The clearest case is the treatment of the Battle of Red Mountain. The 36 Lessons of Vivec do not give a clear narrative in which Vivec makes a divine bargain that causes Nerevar's death or the Dwemer's disappearance. Mortal actors such as Nerevar's captains, the Tribunal's internal arguments, and the practical question of who struck the first blow all vanish. What remains is a closed loop in which only gods act and only gods can be blamed or praised.
Compare that with Vivec's Temple-favorable prose account in "The Battle of Red Mountain," alongside accounts such as Nerevar at Red Mountain, The Five Songs of King Wulfharth, and The War of the First Council. These name legendary and historical figures such as Nerevar, Dumac, Kagrenac, Dagoth Ur, Almalexia, Sotha Sil, and Vivec who chose sides, argued over the use of Kagrenac's tools, and disputed whether the Tools should be destroyed or preserved or whether using them could awaken or exploit the Heart. Accounts such as The Five Songs of King Wulfharth and Nerevar at Red Mountain preserve figures like Alandro Sul in relation to Nerevar's side. Once the same events move into the Sermons, those choices are replaced by prophetic necessity. The shift is not presented as loss of information; it is presented as the proper way to understand what happened.
The same pattern appears earlier. The Monomyth and the various creation stories turn the Ehlnofey wars into a conflict between primal forces. Mortal survivors become symbols of endurance rather than people who decided whether to keep fighting or to hide. Later Pocket Guides repeat the pattern for the Alessian rebellion and the formation of the First Empire: the role of particular generals and the timing of their betrayals are presented with Alessia's religion of the Eight Divines as a post-rebellion syncretic compromise between Nordic and Ayleid traditions.

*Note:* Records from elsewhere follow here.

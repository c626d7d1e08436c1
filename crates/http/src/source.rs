//! Blocking byte sources the driver reads from.
//!
//! Every [`std::io::Read`] is a [`ByteSource`]: a socket, a pipe, a file or an
//! in-memory cursor. Timeouts belong to the source (for example
//! `TcpStream::set_read_timeout`) and reach the driver as ordinary read errors.

use std::collections::VecDeque;
use std::io;

/// Result of one successful read.
#[derive(Debug, Copy, Clone, PartialEq, Eq)]
pub enum ReadOutcome {
    /// This many bytes were written to the front of the region. More may follow.
    Data(usize),
    /// The source is exhausted; this many bytes were written before it ended.
    Eof(usize),
}

impl ReadOutcome {
    /// Number of bytes transferred by the read.
    #[inline]
    pub fn len(&self) -> usize {
        match self {
            ReadOutcome::Data(n) | ReadOutcome::Eof(n) => *n,
        }
    }

    #[inline]
    pub fn is_empty(&self) -> bool {
        self.len() == 0
    }

    #[inline]
    pub fn is_eof(&self) -> bool {
        matches!(self, ReadOutcome::Eof(_))
    }
}

/// A blocking input that may return fewer bytes than requested.
pub trait ByteSource {
    /// Reads once into `buf`, blocking until at least one byte is available, the
    /// source ends, or an error occurs.
    ///
    /// # Errors
    ///
    /// Transport errors are returned as-is; end-of-stream is not an error.
    fn read_some(&mut self, buf: &mut [u8]) -> io::Result<ReadOutcome>;
}

impl<R: io::Read + ?Sized> ByteSource for R {
    fn read_some(&mut self, buf: &mut [u8]) -> io::Result<ReadOutcome> {
        if buf.is_empty() {
            return Ok(ReadOutcome::Data(0));
        }

        loop {
            match self.read(buf) {
                Ok(0) => return Ok(ReadOutcome::Eof(0)),
                Ok(n) => return Ok(ReadOutcome::Data(n)),
                Err(e) if e.kind() == io::ErrorKind::Interrupted => {}
                Err(e) => return Err(e),
            }
        }
    }
}

/// One scripted step of a [`ScriptedSource`].
#[derive(Debug)]
enum Step {
    Bytes(Vec<u8>),
    Error(io::ErrorKind),
}

/// A source that replays a fixed fragmentation, one piece per read.
///
/// A piece larger than the read region is delivered across several reads. Once the
/// script runs out the source reports end-of-stream, either as a separate read or,
/// with [`eof_with_last_piece`](Self::eof_with_last_piece), together with the last
/// bytes.
///
/// ```
/// use micro_http_parser::{ByteSource, ReadOutcome, ScriptedSource};
///
/// let mut source = ScriptedSource::new(["ab", "cde"]);
/// let mut buf = [0u8; 8];
/// assert_eq!(source.read_some(&mut buf).unwrap(), ReadOutcome::Data(2));
/// assert_eq!(source.read_some(&mut buf).unwrap(), ReadOutcome::Data(3));
/// assert_eq!(source.read_some(&mut buf).unwrap(), ReadOutcome::Eof(0));
/// ```
#[derive(Debug, Default)]
pub struct ScriptedSource {
    steps: VecDeque<Step>,
    eof_with_last_piece: bool,
    reads: usize,
}

impl ScriptedSource {
    pub fn new<I, B>(pieces: I) -> Self
    where
        I: IntoIterator<Item = B>,
        B: AsRef<[u8]>,
    {
        let steps = pieces.into_iter().map(|piece| Step::Bytes(piece.as_ref().to_vec())).collect();
        Self { steps, eof_with_last_piece: false, reads: 0 }
    }

    /// Splits `bytes` into pieces of `size` bytes.
    pub fn chunked(bytes: &[u8], size: usize) -> Self {
        Self::new(bytes.chunks(size.max(1)))
    }

    /// Splits `bytes` at the given offsets.
    pub fn split_at(bytes: &[u8], offsets: &[usize]) -> Self {
        let mut pieces = Vec::with_capacity(offsets.len() + 1);
        let mut start = 0;
        for &offset in offsets {
            let offset = offset.clamp(start, bytes.len());
            pieces.push(&bytes[start..offset]);
            start = offset;
        }
        pieces.push(&bytes[start..]);
        Self::new(pieces.into_iter().filter(|piece| !piece.is_empty()))
    }

    /// Appends a read that fails with `kind`.
    #[must_use]
    pub fn then_error(mut self, kind: io::ErrorKind) -> Self {
        self.steps.push_back(Step::Error(kind));
        self
    }

    /// Appends another piece.
    #[must_use]
    pub fn then_bytes(mut self, bytes: impl AsRef<[u8]>) -> Self {
        self.steps.push_back(Step::Bytes(bytes.as_ref().to_vec()));
        self
    }

    /// Reports end-of-stream in the same read that delivers the final bytes.
    #[must_use]
    pub fn eof_with_last_piece(mut self) -> Self {
        self.eof_with_last_piece = true;
        self
    }

    /// Number of `read_some` calls served so far.
    pub fn reads(&self) -> usize {
        self.reads
    }

    /// True once every scripted byte has been delivered.
    pub fn is_drained(&self) -> bool {
        self.steps.is_empty()
    }
}

impl ByteSource for ScriptedSource {
    fn read_some(&mut self, buf: &mut [u8]) -> io::Result<ReadOutcome> {
        self.reads += 1;

        let Some(step) = self.steps.front_mut() else {
            return Ok(ReadOutcome::Eof(0));
        };

        let piece = match step {
            Step::Error(kind) => {
                let kind = *kind;
                self.steps.pop_front();
                return Err(io::Error::from(kind));
            }
            Step::Bytes(piece) => piece,
        };

        let n = piece.len().min(buf.len());
        buf[..n].copy_from_slice(&piece[..n]);
        piece.drain(..n);

        if piece.is_empty() {
            self.steps.pop_front();
        }

        if self.eof_with_last_piece && self.steps.is_empty() {
            Ok(ReadOutcome::Eof(n))
        } else {
            Ok(ReadOutcome::Data(n))
        }
    }
}
//! HTTP body handling module for decoding message payloads
//!
//! This module decodes message bodies using the framing decided when the header block
//! completed.
//!
//! # Components
//!
//! - [`ChunkedDecoder`]: Handles chunked transfer encoded payloads
//! - [`LengthDecoder`]: Processes fixed-length payloads
//! - [`EofDecoder`]: Collects payloads delimited by end-of-stream
//! - [`PayloadDecoder`]: Main decoder that coordinates different decoding strategies
//!
//! Every decoder reads from a borrowed byte slice and reports how many bytes it took,
//! so the caller decides when its buffer is advanced.

mod chunked_decoder;
mod eof_decoder;
mod length_decoder;
mod payload_decoder;

pub use chunked_decoder::ChunkedDecoder;
pub use eof_decoder::EofDecoder;
pub use length_decoder::LengthDecoder;
pub use payload_decoder::PayloadDecoder;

The effect is consistent. Once an event passes from living memory into a text meant for temple or court use, the books credit or blame only those figures who can be called divine or eternal. Mortal agency is not forgotten by accident; it is edited out so that later readers will not imagine they could have acted differently in similar circumstances.
This is not the same as ordinary legend-building, where details are lost or exaggerated. It is a deliberate narrowing of cause. The books do not say "we no longer know who decided." They say "only the god decided, and the outcome was always required."
The practical result for players is that the same history can be read two ways depending on which shelf the book came from. One version leaves room for the thought that different choices might have produced a different result. The other version removes that possibility before the reader reaches the end of the page.
Which sources do you treat as still carrying traces of the original decisions, and which ones do you read as already rewritten to protect the idea of divine necessity?